TASK OBJECTIVE> Print, exactly as written, every line from the first line of the records below through the line containing "the backoff base", and nothing further.

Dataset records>
=== Section Start ===

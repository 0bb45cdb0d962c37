//! Delivery scheduler
//!
//! Decides, per task, whether delivery is due, applies backoff after failures
//! and sleeps only until the next task becomes eligible.

mod config;
mod core;
mod eligibility;

pub use config::SchedulerConfig;
pub use self::core::{IterationReport, Scheduler};
pub use eligibility::{compute_sleep, is_eligible, next_eligible_at};
//! Tasks: independent data feeds that produce payloads
//!
//! The scheduler only sees the [`Task`] capability; it never looks at what a
//! feed collects or how.

mod config;
mod error;
mod feed;
mod registry;

use std::time::Duration;

use async_trait::async_trait;

use crate::delivery::{Destination, Payload};

pub use config::{FeedConfig, FeedSource};
pub use error::{CollectionError, RegistryError};
pub use feed::{CommandFeed, StaticFeed};
pub use registry::TaskRegistry;

/// One periodic data feed targeting one destination
#[async_trait]
pub trait Task: Send + Sync {
    /// Stable identity, used as the key in durable state
    fn identity(&self) -> &str;

    /// Nominal gap between deliveries; also the backoff base
    fn poll_interval(&self) -> Duration;

    /// Collect the data to push
    async fn produce_payload(&self) -> Result<Payload, CollectionError>;

    fn destination(&self) -> &Destination;
}
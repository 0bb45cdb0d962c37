//! CLI command definitions

use clap::{Parser, Subcommand};
use std::path::PathBuf;

/// pushdaemon - rate-limit aware webhook push scheduler
#[derive(Parser)]
#[command(
    name = "pd",
    about = "Push data feeds to rate-limited webhooks with per-feed backoff",
    version
)]
pub struct Cli {
    /// Path to config file
    #[arg(short, long, global = true, help = "Path to config file")]
    pub config: Option<PathBuf>,

    /// Log level (TRACE, DEBUG, INFO, WARN, ERROR)
    #[arg(
        short = 'l',
        long = "log-level",
        global = true,
        help = "Log level (TRACE, DEBUG, INFO, WARN, ERROR)"
    )]
    pub log_level: Option<String>,

    /// Write logs to this file instead of stderr
    #[arg(long = "log-file", global = true)]
    pub log_file: Option<PathBuf>,

    /// Subcommand to execute
    #[command(subcommand)]
    pub command: Command,
}

/// CLI subcommands
#[derive(Debug, Subcommand)]
pub enum Command {
    /// Run the scheduler until SIGINT/SIGTERM
    Run,

    /// Run a single iteration and exit
    Once,

    /// Show delivery state and next eligible time per feed
    Status {
        /// Output format
        #[arg(short, long, default_value = "text")]
        format: OutputFormat,
    },

    /// Clear delivery state for one feed, or all feeds
    Reset {
        /// Feed id; omit to reset every feed
        task: Option<String>,
    },

    /// List registered feeds
    Feeds,
}

/// Output format for the status command
#[derive(Clone, Debug, Default, PartialEq, Eq)]
pub enum OutputFormat {
    #[default]
    Text,
    Json,
}

impl std::str::FromStr for OutputFormat {
    type Err = String;

    fn from_str(s: &str) -> Result<Self, Self::Err> {
        match s.to_lowercase().as_str() {
            "text" | "plain" => Ok(Self::Text),
            "json" => Ok(Self::Json),
            _ => Err(format!("Unknown format: {}. Use: text or json", s)),
        }
    }
}

impl std::fmt::Display for OutputFormat {
    fn fmt(&self, f: &mut std::fmt::Formatter<'_>) -> std::fmt::Result {
        match self {
            Self::Text => write!(f, "text"),
            Self::Json => write!(f, "json"),
        }
    }
}
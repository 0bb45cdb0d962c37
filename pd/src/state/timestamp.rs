//! Timestamp encoding for the state file
//!
//! Written as RFC 3339 in UTC. Older state files carry naive ISO-8601
//! timestamps without an offset; those are read as UTC.

use chrono::{DateTime, NaiveDateTime, SecondsFormat, Utc};
use serde::{Deserialize, Deserializer, Serializer};

pub fn parse(s: &str) -> Option<DateTime<Utc>> {
    if let Ok(dt) = DateTime::parse_from_rfc3339(s) {
        return Some(dt.with_timezone(&Utc));
    }
    NaiveDateTime::parse_from_str(s, "%Y-%m-%dT%H:%M:%S%.f")
        .ok()
        .map(|naive| naive.and_utc())
}

pub fn format(dt: &DateTime<Utc>) -> String {
    dt.to_rfc3339_opts(SecondsFormat::AutoSi, true)
}

pub fn serialize<S>(value: &Option<DateTime<Utc>>, serializer: S) -> Result<S::Ok, S::Error>
where
    S: Serializer,
{
    match value {
        Some(dt) => serializer.serialize_str(&format(dt)),
        None => serializer.serialize_none(),
    }
}

pub fn deserialize<'de, D>(deserializer: D) -> Result<Option<DateTime<Utc>>, D::Error>
where
    D: Deserializer<'de>,
{
    let raw: Option<String> = Option::deserialize(deserializer)?;
    match raw {
        None => Ok(None),
        Some(s) => parse(&s)
            .map(Some)
            .ok_or_else(|| serde::de::Error::custom(format!("invalid timestamp: {}", s))),
    }
}

#[cfg(test)]
mod tests {
    use super::*;
    use chrono::TimeZone;

    #[test]
    fn test_parse_rfc3339() {
        let dt = parse("2025-03-01T10:15:30Z").unwrap();
        assert_eq!(dt, Utc.with_ymd_and_hms(2025, 3, 1, 10, 15, 30).unwrap());
    }

    #[test]
    fn test_parse_offset_is_normalised() {
        let dt = parse("2025-03-01T12:15:30+02:00").unwrap();
        assert_eq!(dt, Utc.with_ymd_and_hms(2025, 3, 1, 10, 15, 30).unwrap());
    }

    #[test]
    fn test_parse_naive_as_utc() {
        let dt = parse("2025-03-01T10:15:30.250000").unwrap();
        assert_eq!(dt.timestamp_subsec_millis(), 250);
        assert_eq!(dt.timestamp(), Utc.with_ymd_and_hms(2025, 3, 1, 10, 15, 30).unwrap().timestamp());

        assert!(parse("2025-03-01T10:15:30").is_some());
    }

    #[test]
    fn test_parse_garbage() {
        assert!(parse("yesterday").is_none());
        assert!(parse("").is_none());
    }

    #[test]
    fn test_format_round_trips_subsecond_precision() {
        let dt = Utc.timestamp_opt(1_700_000_000, 123_456_789).unwrap();
        assert_eq!(parse(&format(&dt)), Some(dt));
    }
}
//! State store error types

use std::path::PathBuf;
use thiserror::Error;

/// Errors from loading or saving delivery state
#[derive(Debug, Error)]
pub enum StateError {
    #[error("Corrupt state file {path}: {source}")]
    CorruptState {
        path: PathBuf,
        #[source]
        source: serde_json::Error,
    },

    #[error("State file I/O error on {path}: {source}")]
    Io {
        path: PathBuf,
        #[source]
        source: std::io::Error,
    },

    #[error("Failed to serialize state: {0}")]
    Serialize(#[from] serde_json::Error),
}

impl StateError {
    pub(crate) fn io(path: impl Into<PathBuf>, source: std::io::Error) -> Self {
        Self::Io {
            path: path.into(),
            source,
        }
    }

    /// Check if this is an unparseable state file
    pub fn is_corrupt(&self) -> bool {
        matches!(self, StateError::CorruptState { .. })
    }
}
//! Committed access-group state and the transition function over it.
//!
//! [`LedgerState::apply`] is the authoritative, deterministic state
//! transition. It runs once per transaction, strictly in ledger order, and
//! either commits the whole transaction (entries _and_ both index axes) or
//! nothing at all. Preconditions checked by the builder are checked again here
//! against the committed state, so when two conflicting transactions race the
//! first one in ledger order wins and the other is rejected.
//!
//! Only ordered maps are iterated, and nothing reads a clock or an RNG, so any
//! two replicas fed the same transactions in the same order end up equal.

pub mod error;
pub mod record;

use self::{
    error::ApplyError,
    record::{CommitPosition, GroupRecord, MemberRecord},
};
use crate::{
    group::{
        entry::GroupEntry,
        error::{AddMembersError, CreateGroupError},
        id::GroupId,
        member::MemberEntry,
    },
    index::MembershipIndex,
    key::PublicKey,
    query::{AccessGroups, Membership},
    stats::Stats,
    txn::{AddMembers, CommitSeq, CreateGroup, SignedTxn, TxnPayload},
};
use serde::{Deserialize, Serialize};
use std::{
    collections::{BTreeMap, BTreeSet},
    ops::Bound,
    sync::Arc,
};
use tracing::instrument;

/// A consistent snapshot of every committed group, member, and the index.
///
/// Snapshots are cheap to clone: rows are shared behind [`Arc`] and only the
/// touched group is copied when a transaction is applied to a clone.
#[derive(Debug, Clone, Default, PartialEq, Eq, Hash, Serialize, Deserialize)]
pub struct LedgerState {
    groups: BTreeMap<GroupId, Arc<GroupRecord>>,
    index: MembershipIndex,
    next_seq: CommitSeq,
}

impl LedgerState {
    pub fn new() -> Self {
        Self::default()
    }

    /// The sequence number the next applied transaction will receive.
    ///
    /// Also the number of transactions applied so far.
    pub fn next_seq(&self) -> CommitSeq {
        self.next_seq
    }

    pub fn index(&self) -> &MembershipIndex {
        &self.index
    }

    /// Explicitly created groups, ordered by [`GroupId`].
    pub fn records(&self) -> impl Iterator<Item = &Arc<GroupRecord>> {
        self.groups.values()
    }

    pub fn record(&self, group_id: &GroupId) -> Option<&Arc<GroupRecord>> {
        self.groups.get(group_id)
    }

    /// Whether the group exists, counting implicit base groups.
    pub fn group_exists(&self, group_id: &GroupId) -> bool {
        group_id.is_base() || self.groups.contains_key(group_id)
    }

    /// Look up a group entry, computing it for base groups.
    pub fn group_entry(&self, group_id: &GroupId) -> Option<GroupEntry> {
        if group_id.is_base() {
            return Some(GroupEntry::base(group_id.owner));
        }

        self.groups
            .get(group_id)
            .map(|record| record.entry.as_ref().clone())
    }

    pub fn member(&self, group_id: &GroupId, member: &PublicKey) -> Option<&MemberEntry> {
        self.groups
            .get(group_id)?
            .members
            .get(member)
            .map(|record| record.entry.as_ref())
    }

    /// Whether `key` has appeared anywhere in committed state.
    pub fn public_key_exists(&self, key: &PublicKey) -> bool {
        self.index.knows(key)
    }

    pub fn check_create_group(&self, create: &CreateGroup) -> Result<(), CreateGroupError> {
        create.check_well_formed()?;

        let group_id = create.group_id();
        if self.groups.contains_key(&group_id) {
            return Err(CreateGroupError::DuplicateGroup(group_id));
        }

        Ok(())
    }

    pub fn check_add_members(&self, add: &AddMembers) -> Result<(), AddMembersError> {
        add.check_well_formed()?;

        let group_id = add.group_id();
        let record = self
            .groups
            .get(&group_id)
            .ok_or(AddMembersError::GroupNotFound(group_id))?;

        let mut seen = BTreeSet::new();
        for member in add.members.iter() {
            let key = member.member_public_key;
            if !seen.insert(key) || record.is_member(&key) {
                return Err(AddMembersError::DuplicateMember {
                    group: group_id,
                    member: key,
                });
            }

            let addressed = member.addressed_group();
            if !self.group_exists(&addressed) {
                return Err(AddMembersError::GroupNotFound(addressed));
            }
        }

        Ok(())
    }

    /// Check that `txn` would apply cleanly, without applying it.
    pub fn check(&self, txn: &SignedTxn) -> Result<(), ApplyError> {
        let payload = &txn.payload().payload;
        let issuer = txn.issuer_key();

        if issuer != payload.owner() {
            return Err(ApplyError::Unauthorized {
                issuer,
                group: payload.group_id(),
            });
        }

        match payload {
            TxnPayload::CreateGroup(create) => self.check_create_group(create)?,
            TxnPayload::AddMembers(add) => self.check_add_members(add)?,
        }

        Ok(())
    }

    /// Apply a committed transaction in place.
    ///
    /// All checks run before anything is written, so on error `self` is
    /// untouched.
    #[instrument(
        skip_all,
        fields(seq = self.next_seq, group = %txn.payload().payload.group_id())
    )]
    pub fn apply(&mut self, txn: &SignedTxn) -> Result<CommitSeq, ApplyError> {
        if let Err(err) = self.check(txn) {
            tracing::warn!(%err, "rejecting transaction");
            return Err(err);
        }

        let seq = self.next_seq;

        match &txn.payload().payload {
            TxnPayload::CreateGroup(create) => {
                let record = GroupRecord::new(create.to_entry(), seq);
                self.index.record_group(&record.entry);
                self.groups.insert(create.group_id(), Arc::new(record));
            }
            TxnPayload::AddMembers(add) => {
                let group_id = add.group_id();
                let record = self
                    .groups
                    .get_mut(&group_id)
                    .ok_or(AddMembersError::GroupNotFound(group_id))?;

                let record = Arc::make_mut(record);
                for (slot, member) in add.members.iter().enumerate() {
                    record.members.insert(
                        member.member_public_key,
                        MemberRecord {
                            entry: Arc::new(member.clone()),
                            added_at: CommitPosition {
                                seq,
                                slot: slot as u32,
                            },
                        },
                    );
                    self.index.record_member(group_id, member.member_public_key);
                }
            }
        }

        self.next_seq += 1;
        tracing::debug!("applied transaction");
        Ok(seq)
    }

    /// The pure form of [`apply`](Self::apply): `(pre-state, txn) → post-state`.
    pub fn transition(&self, txn: &SignedTxn) -> Result<LedgerState, ApplyError> {
        let mut next = self.clone();
        next.apply(txn)?;
        Ok(next)
    }

    /// Rebuild the index from committed rows alone.
    ///
    /// Always equal to [`index`](Self::index).
    pub fn rebuilt_index(&self) -> MembershipIndex {
        MembershipIndex::rebuild(self.groups.values())
    }

    /// `owner`'s base group, then the groups they created in commit order.
    pub fn groups_owned(&self, owner: &PublicKey) -> Vec<GroupEntry> {
        std::iter::once(GroupEntry::base(*owner))
            .chain(
                self.index
                    .owned_by(owner)
                    .iter()
                    .filter_map(|group_id| self.groups.get(group_id))
                    .map(|record| record.entry.as_ref().clone()),
            )
            .collect()
    }

    /// Every group `member` belongs to, paired with their own member entry.
    pub fn groups_member_of(&self, member: &PublicKey) -> Vec<Membership> {
        self.index
            .member_of(member)
            .iter()
            .filter_map(|group_id| {
                let record = self.groups.get(group_id)?;
                let member_record = record.members.get(member)?;
                Some(Membership {
                    group: record.entry.as_ref().clone(),
                    member: member_record.entry.as_ref().clone(),
                })
            })
            .collect()
    }

    pub fn all_groups(&self, key: &PublicKey) -> AccessGroups {
        AccessGroups {
            owned: self.groups_owned(key),
            member_of: self.groups_member_of(key),
        }
    }

    /// Members of a group ordered by member key, starting after `start_after`.
    ///
    /// Returns `None` if the group does not exist. Base groups exist but have
    /// no explicit members.
    pub fn members_page(
        &self,
        group_id: &GroupId,
        start_after: Option<&PublicKey>,
        limit: usize,
    ) -> Option<Vec<MemberEntry>> {
        if group_id.is_base() {
            return Some(vec![]);
        }

        let record = self.groups.get(group_id)?;
        let lower = match start_after {
            Some(key) => Bound::Excluded(*key),
            None => Bound::Unbounded,
        };

        Some(
            record
                .members
                .range((lower, Bound::Unbounded))
                .take(limit)
                .map(|(_, member)| member.entry.as_ref().clone())
                .collect(),
        )
    }

    pub fn stats(&self) -> Stats {
        Stats {
            groups: self.groups.len() as u64,
            members: self
                .groups
                .values()
                .map(|record| record.members.len() as u64)
                .sum(),
            committed_txns: self.next_seq,
            known_keys: self.index.known_len() as u64,
        }
    }
}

=== Section End ===

EXPECTED OUTPUT>
repository 0bb45cdb0d962c37
//! Delivery scheduler
//!
//! Decides, per task, whether delivery is due, applies backoff after failures
//! and sleeps only until the next task becomes eligible.

mod config;
mod core;
mod eligibility;

pub use config::SchedulerConfig;
pub use self::core::{IterationReport, Scheduler};
pub use eligibility::{compute_sleep, is_eligible, next_eligible_at};
//! Tasks: independent data feeds that produce payloads
//!
//! The scheduler only sees the [`Task`] capability; it never looks at what a
//! feed collects or how.

mod config;
mod error;
mod feed;
mod registry;

use std::time::Duration;

use async_trait::async_trait;

use crate::delivery::{Destination, Payload};

pub use config::{FeedConfig, FeedSource};
pub use error::{CollectionError, RegistryError};
pub use feed::{CommandFeed, StaticFeed};
pub use registry::TaskRegistry;

/// One periodic data feed targeting one destination
#[async_trait]
pub trait Task: Send + Sync {
    /// Stable identity, used as the key in durable state
    fn identity(&self) -> &str;

    /// Nominal gap between deliveries; also the backoff base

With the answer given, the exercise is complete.